::: RECORD SET
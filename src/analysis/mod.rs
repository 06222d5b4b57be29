//! Causal analysis of operating cash flow on revenue over the graph.

use anyhow::Context;
use serde::Serialize;
use std::path::Path;
use tracing::{debug, error, info, warn};

use crate::graph::GraphStore;

pub mod dml;
pub mod forest;
pub mod linalg;

pub use dml::{FittedDml, LinearDml};
pub use forest::{RandomForestRegressor, Regressor};

/// One company-period with the three statements joined; values are nullable.
#[derive(Debug, Clone, PartialEq, Serialize)]
pub struct AnalysisRow {
    pub symbol: String,
    pub fiscal_date_ending: String,
    pub operating_cashflow: Option<f64>,
    pub investment_cashflow: Option<f64>,
    pub financing_cashflow: Option<f64>,
    pub net_income: Option<f64>,
    pub total_shareholder_equity: Option<f64>,
    pub total_revenue: Option<f64>,
    pub total_liabilities: Option<f64>,
    pub total_assets: Option<f64>,
}

impl AnalysisRow {
    fn numeric_columns(&self) -> [Option<f64>; 8] {
        [
            self.operating_cashflow,
            self.investment_cashflow,
            self.financing_cashflow,
            self.net_income,
            self.total_shareholder_equity,
            self.total_revenue,
            self.total_liabilities,
            self.total_assets,
        ]
    }
}

#[derive(Debug, Clone, Default, PartialEq)]
pub struct AnalysisFrame {
    pub rows: Vec<AnalysisRow>,
}

impl AnalysisFrame {
    pub fn len(&self) -> usize {
        self.rows.len()
    }

    pub fn is_empty(&self) -> bool {
        self.rows.is_empty()
    }
}

/// Load the flattened analysis rows; a graph failure yields an empty frame.
pub async fn fetch_analysis_frame(graph: &dyn GraphStore) -> AnalysisFrame {
    info!("Fetching data from the graph...");
    match graph.fetch_analysis_rows().await {
        Ok(rows) => {
            info!("Fetched {} rows from the graph.", rows.len());
            AnalysisFrame { rows }
        }
        Err(e) => {
            error!("Error fetching analysis data from the graph: {}", e);
            AnalysisFrame::default()
        }
    }
}

/// Log the graph's labels and relationship types and warn about missing ones.
///
/// Returns `false` when anything expected is missing or the graph could not be read.
pub async fn verify_graph(graph: &dyn GraphStore) -> bool {
    let inventory = match graph.inventory().await {
        Ok(inventory) => inventory,
        Err(e) => {
            error!("Error verifying graph data: {}", e);
            return false;
        }
    };

    info!("Available labels: {:?}", inventory.labels);
    info!("Available relationship types: {:?}", inventory.relationship_types);

    let missing_labels = inventory.missing_labels();
    let missing_relationships = inventory.missing_relationships();
    for label in &missing_labels {
        warn!("Label {} is missing from the graph", label);
    }
    for relationship in &missing_relationships {
        warn!("Relationship type {} is missing from the graph", relationship);
    }
    missing_labels.is_empty() && missing_relationships.is_empty()
}

/// How null values in the frame are handled before estimation
#[derive(Debug, Clone, Copy, Default, PartialEq, Eq)]
pub enum ImputationPolicy {
    /// Replace nulls with 0
    #[default]
    ZeroFill,
    /// Drop any row with a null
    DropIncomplete,
}

#[derive(Debug, Clone, PartialEq, Serialize)]
pub struct PreparedRow {
    pub symbol: String,
    pub fiscal_date_ending: String,
    pub operating_cashflow: f64,
    pub investment_cashflow: f64,
    pub financing_cashflow: f64,
    pub net_income: f64,
    pub total_shareholder_equity: f64,
    pub total_revenue: f64,
    pub total_liabilities: f64,
    pub total_assets: f64,
}

#[derive(Debug, Clone, Default, PartialEq)]
pub struct PreparedFrame {
    pub rows: Vec<PreparedRow>,
    pub dropped: usize,
}

impl PreparedFrame {
    pub fn is_empty(&self) -> bool {
        self.rows.is_empty()
    }

    /// Outcome: total revenue
    pub fn outcome(&self) -> Vec<f64> {
        self.rows.iter().map(|r| r.total_revenue).collect()
    }

    /// Treatment: operating cash flow
    pub fn treatment(&self) -> Vec<f64> {
        self.rows.iter().map(|r| r.operating_cashflow).collect()
    }

    /// Covariates: investment and financing cash flow
    pub fn covariates(&self) -> Vec<Vec<f64>> {
        self.rows
            .iter()
            .map(|r| vec![r.investment_cashflow, r.financing_cashflow])
            .collect()
    }
}

/// Apply `policy` to the nullable frame, producing all-f64 rows.
pub fn prepare_data(frame: &AnalysisFrame, policy: ImputationPolicy) -> PreparedFrame {
    let mut prepared = PreparedFrame::default();

    for row in &frame.rows {
        if policy == ImputationPolicy::DropIncomplete && row.numeric_columns().iter().any(Option::is_none) {
            prepared.dropped += 1;
            continue;
        }
        let fill = |value: Option<f64>| value.unwrap_or(0.0);
        prepared.rows.push(PreparedRow {
            symbol: row.symbol.clone(),
            fiscal_date_ending: row.fiscal_date_ending.clone(),
            operating_cashflow: fill(row.operating_cashflow),
            investment_cashflow: fill(row.investment_cashflow),
            financing_cashflow: fill(row.financing_cashflow),
            net_income: fill(row.net_income),
            total_shareholder_equity: fill(row.total_shareholder_equity),
            total_revenue: fill(row.total_revenue),
            total_liabilities: fill(row.total_liabilities),
            total_assets: fill(row.total_assets),
        });
    }

    if prepared.dropped > 0 {
        info!("Dropped {} incomplete rows", prepared.dropped);
    }
    debug!("Prepared frame: {:?}", prepared.rows);
    prepared
}

/// Estimator settings
#[derive(Debug, Clone, Copy, PartialEq)]
pub struct CausalConfig {
    pub folds: usize,
    pub n_estimators: usize,
    pub max_depth: Option<usize>,
    pub seed: u64,
}

impl Default for CausalConfig {
    fn default() -> Self {
        Self {
            folds: 2,
            n_estimators: 100,
            max_depth: None,
            seed: 42,
        }
    }
}

#[derive(Debug, Clone, PartialEq)]
pub struct CausalEstimate {
    pub mean_effect: f64,
    pub effects: Vec<f64>,
    pub rows: usize,
}

/// Estimate the effect of operating cash flow on total revenue.
///
/// Returns `None` without fitting anything when the frame is empty, and
/// `None` with an error log when the estimator cannot be fitted.
pub fn perform_causal_analysis(frame: &PreparedFrame, config: &CausalConfig) -> Option<CausalEstimate> {
    if frame.is_empty() {
        warn!("No data available for causal analysis.");
        return None;
    }

    let y = frame.outcome();
    let t = frame.treatment();
    let x = frame.covariates();

    let forest = RandomForestRegressor::new(config.n_estimators, config.max_depth);
    let estimator = LinearDml::new(forest.clone(), forest, config.folds, config.seed);

    match estimator.fit(&y, &t, &x).and_then(|fitted| fitted.effect(&x)) {
        Ok(effects) => {
            let mean_effect = effects.iter().sum::<f64>() / effects.len() as f64;
            info!("Estimated causal effect: {}", mean_effect);
            Some(CausalEstimate {
                mean_effect,
                effects,
                rows: y.len(),
            })
        }
        Err(e) => {
            error!("Error during causal analysis: {}", e);
            None
        }
    }
}

/// Write the prepared frame to `path` as CSV with a header row.
pub fn export_csv(frame: &PreparedFrame, path: &Path) -> anyhow::Result<()> {
    let mut writer = csv::Writer::from_path(path)
        .with_context(|| format!("Failed to create {}", path.display()))?;
    for row in &frame.rows {
        writer.serialize(row)?;
    }
    writer.flush()?;
    info!("Wrote {} rows to {}", frame.rows.len(), path.display());
    Ok(())
}
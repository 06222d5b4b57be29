//! Financial statement ingest into SQLite, sync into a Neo4j graph, and a
//! double-ML estimate of operating cash flow's effect on revenue.

pub mod analysis;
pub mod api;
pub mod database;
pub mod error;
pub mod graph;
pub mod ingest;
pub mod mapping;
pub mod models;
pub mod retry;
pub mod utils;

pub use error::{PipelineError, Result};
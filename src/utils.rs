use tracing_subscriber::EnvFilter;

/// Default filter when `RUST_LOG` is not set
pub const DEFAULT_LOG_FILTER: &str = "fundamentals_graph=info";

/// Install the fmt subscriber, honoring `RUST_LOG`.
///
/// `verbose` raises the crate's default level to debug. Calling this twice is harmless.
pub fn init_logging(verbose: bool) {
    let default_filter = if verbose {
        "fundamentals_graph=debug"
    } else {
        DEFAULT_LOG_FILTER
    };
    let filter = EnvFilter::try_from_default_env().unwrap_or_else(|_| EnvFilter::new(default_filter));

    let _ = tracing_subscriber::fmt()
        .with_env_filter(filter)
        .with_target(false)
        .try_init();
}
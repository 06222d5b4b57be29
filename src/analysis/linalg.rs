use crate::error::{PipelineError, Result};

/// Relative ridge added to the normal equations' diagonal
pub const RIDGE_SCALE: f64 = 1e-10;

/// Least-squares coefficients for `design · β ≈ target`.
///
/// Solves the normal equations with a small ridge term scaled to the trace
/// of `XᵀX`, by Gaussian elimination with partial pivoting.
pub fn least_squares(design: &[Vec<f64>], target: &[f64]) -> Result<Vec<f64>> {
    let p = design.first().map(Vec::len).unwrap_or(0);
    if design.is_empty() || p == 0 || design.len() != target.len() {
        return Err(PipelineError::Estimation(format!(
            "least squares needs a non-empty design matching the target ({} rows, {} targets)",
            design.len(),
            target.len()
        )));
    }

    let mut gram = vec![vec![0.0; p]; p];
    let mut moment = vec![0.0; p];
    for (row, &y) in design.iter().zip(target) {
        for i in 0..p {
            moment[i] += row[i] * y;
            for j in 0..p {
                gram[i][j] += row[i] * row[j];
            }
        }
    }

    let trace: f64 = (0..p).map(|i| gram[i][i]).sum();
    let ridge = RIDGE_SCALE * trace / p as f64;
    for (i, row) in gram.iter_mut().enumerate() {
        row[i] += ridge;
    }

    solve(gram, moment)
}

/// Solve `a · x = b` in place.
pub fn solve(mut a: Vec<Vec<f64>>, mut b: Vec<f64>) -> Result<Vec<f64>> {
    let n = b.len();

    for col in 0..n {
        let pivot = (col..n)
            .max_by(|&r, &s| a[r][col].abs().total_cmp(&a[s][col].abs()))
            .unwrap_or(col);
        if !a[pivot][col].is_finite() || a[pivot][col].abs() < f64::MIN_POSITIVE {
            return Err(PipelineError::Estimation("final-stage system is singular".to_string()));
        }
        a.swap(col, pivot);
        b.swap(col, pivot);

        for row in col + 1..n {
            let factor = a[row][col] / a[col][col];
            if factor == 0.0 {
                continue;
            }
            for k in col..n {
                a[row][k] -= factor * a[col][k];
            }
            b[row] -= factor * b[col];
        }
    }

    let mut x = vec![0.0; n];
    for row in (0..n).rev() {
        let tail: f64 = (row + 1..n).map(|k| a[row][k] * x[k]).sum();
        x[row] = (b[row] - tail) / a[row][row];
    }

    if x.iter().any(|v| !v.is_finite()) {
        return Err(PipelineError::Estimation("final-stage solution is not finite".to_string()));
    }
    Ok(x)
}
::::::
**AIM OF THE EXERCISE**: Show each line of the records above containing "linalg".

**ANSWER AREA**:
pub mod linalg;
filename src/analysis/linalg.rs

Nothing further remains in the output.